Gardaí hunt for violent prisoner freed at gunpoint from hospital
An armed man pointed a shotgun at the head of a prison officer and ordered him to remove handcuffs from the prisoner.
The gunman is thought to have threatened to “blow the head off” the officer if he did not release the man quickly enough.
The prisoner, named as Derek Glennon, is serving five years for manslaughter.
Glennon, with an address on Stanaway Road,
Crumlin, south Dublin, killed a cyclist while driving a stolen car.
Earlier yesterday, it was thought Derek Glennon was related to two notorious, and deceased, brothers from Blanchardstown, west Dublin.
Mark Glennon, aged 32, was shot dead outside his home in Hartstown last month. His brother, Andrew, 30, was shot dead in Co Meath last April.
The brothers ran a major crime gang in the area and were involved in a gangland feud with a rival criminal outfit in north west Dublin.
Gardaí sources in Blanchardstown last night said they did not believe Derek Glennon was related to the brothers.
Derek Glennon, who often used the alias Gleeson, has a reputation for extreme violence.
Since his imprisonment in Wheatfield Prison he has clocked up 49 reports for causing trouble.
In one incident he is said to have “carved up” a man, stabbing the victim a number of times.
Glennon went for treatment in the out patients section of St James’s Hospital at around 10am yesterday.
“A fella came in with a shotgun and went up to the officer, pointed the gun at him and told him to take off the cuffs,” said one prison source.
He said the gunman was accompanied by three other men.
The officer is understood to have become nervous with a gun pointed at him.

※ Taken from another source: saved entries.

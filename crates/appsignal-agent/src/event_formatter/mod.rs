// Copyright 2025-Present Datadog, Inc. https://www.datadoghq.com/
// SPDX-License-Identifier: Apache-2.0

//! Event formatters.
//!
//! A formatter turns the payload of a finished event into a `(title, body,
//! body_format)` triple. Formatters are looked up by event name in an
//! [`EventFormatterRegistry`]; events without a formatter keep an empty title
//! and body.
//!
//! Built-in formatters:
//!
//! | Event name | Formatter |
//! |---|---|
//! | `sql.sequel`, `sql.active_record` | [`sql::SqlFormatter`] |
//! | `cache_*.active_support` | [`cache::CacheFormatter`] |
//! | `request.faraday`, `request.net_http` | [`http_request::HttpRequestFormatter`] |
//! | `render_template.action_view`, `render_partial.action_view` | [`view::RenderFormatter`] |

pub mod cache;
pub mod http_request;
pub mod sql;
pub mod view;

use std::collections::HashMap;
use std::fmt::Display;
use std::sync::{Arc, PoisonError, RwLock};

use serde::{Serialize, Serializer};
use tracing::{debug, warn};

use crate::config::Config;
use crate::transaction::event::Payload;

/// How the collector should render an event body.
#[derive(Debug, Clone, Copy, PartialEq, Eq, Default)]
pub enum BodyFormat {
    #[default]
    Default = 0,
    Sql = 1,
}

impl Serialize for BodyFormat {
    fn serialize<S: Serializer>(&self, serializer: S) -> Result<S::Ok, S::Error> {
        serializer.serialize_u8(*self as u8)
    }
}

#[derive(Debug, Clone, PartialEq, Eq, Default)]
pub struct FormattedEvent {
    pub title: String,
    pub body: String,
    pub body_format: BodyFormat,
}

impl FormattedEvent {
    #[must_use]
    pub fn new(title: impl Into<String>, body: impl Into<String>, body_format: BodyFormat) -> Self {
        Self {
            title: title.into(),
            body: body.into(),
            body_format,
        }
    }
}

pub trait EventFormatter: Send + Sync {
    /// Returns `None` when the payload lacks what this formatter needs.
    fn format(&self, payload: &Payload) -> Option<FormattedEvent>;
}

/// Name → formatter table shared by every subscriber of a client.
#[derive(Default)]
pub struct EventFormatterRegistry {
    formatters: RwLock<HashMap<String, Arc<dyn EventFormatter>>>,
}

impl EventFormatterRegistry {
    #[must_use]
    pub fn new() -> Self {
        Self::default()
    }

    /// Registry with every built-in formatter registered.
    #[must_use]
    pub fn with_defaults(config: &Config) -> Self {
        let registry = Self::new();

        let sql: Arc<dyn EventFormatter> = Arc::new(sql::SqlFormatter);
        for name in sql::EVENT_NAMES {
            registry.register(name, Arc::clone(&sql));
        }

        let cache: Arc<dyn EventFormatter> = Arc::new(cache::CacheFormatter);
        for name in cache::EVENT_NAMES {
            registry.register(name, Arc::clone(&cache));
        }

        let http: Arc<dyn EventFormatter> = Arc::new(http_request::HttpRequestFormatter);
        for name in http_request::EVENT_NAMES {
            registry.register(name, Arc::clone(&http));
        }

        for name in view::EVENT_NAMES {
            registry.register_with(name, || {
                view::RenderFormatter::try_new(config.root_path_prefix())
                    .map(|formatter| Arc::new(formatter) as Arc<dyn EventFormatter>)
            });
        }

        registry
    }

    /// Registers `formatter` under `name`. An existing formatter for `name`
    /// is kept and a warning is logged.
    pub fn register(&self, name: &str, formatter: Arc<dyn EventFormatter>) -> bool {
        let mut formatters = self
            .formatters
            .write()
            .unwrap_or_else(PoisonError::into_inner);
        if formatters.contains_key(name) {
            warn!("Formatter for '{}' already registered, not registering again", name);
            return false;
        }
        debug!("Registered event formatter for '{}'", name);
        formatters.insert(name.to_string(), formatter);
        true
    }

    /// Builds and registers a formatter. A failing `init` leaves `name`
    /// unregistered and logs a warning.
    pub fn register_with<F, E>(&self, name: &str, init: F) -> bool
    where
        F: FnOnce() -> Result<Arc<dyn EventFormatter>, E>,
        E: Display,
    {
        match init() {
            Ok(formatter) => self.register(name, formatter),
            Err(e) => {
                warn!(
                    "'{}' raised while initializing formatter for '{}', formatter unregistered",
                    e, name
                );
                self.unregister(name);
                false
            }
        }
    }

    pub fn unregister(&self, name: &str) -> bool {
        self.formatters
            .write()
            .unwrap_or_else(PoisonError::into_inner)
            .remove(name)
            .is_some()
    }

    #[must_use]
    pub fn is_registered(&self, name: &str) -> bool {
        self.formatters
            .read()
            .unwrap_or_else(PoisonError::into_inner)
            .contains_key(name)
    }

    /// Formats `payload` with the formatter registered for `name`.
    #[must_use]
    pub fn format(&self, name: &str, payload: &Payload) -> Option<FormattedEvent> {
        let formatter = self
            .formatters
            .read()
            .unwrap_or_else(PoisonError::into_inner)
            .get(name)
            .cloned()?;
        formatter.format(payload)
    }
}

The gunman is then reported to have said: “You get them off quickly or I’ll blow the head off you.”
The escape team and Glennon fled out of the building.
They are believed to have stolen a car, driving it to a nearby flats complex, where it was abandoned.
Gardaí from different parts of the city were assisting in garda efforts yesterday to trace the men.
There was no one available from the Prison Service yesterday.
Earlier this year a prisoner used CS gas to escape custody while attending Tallaght Hospital.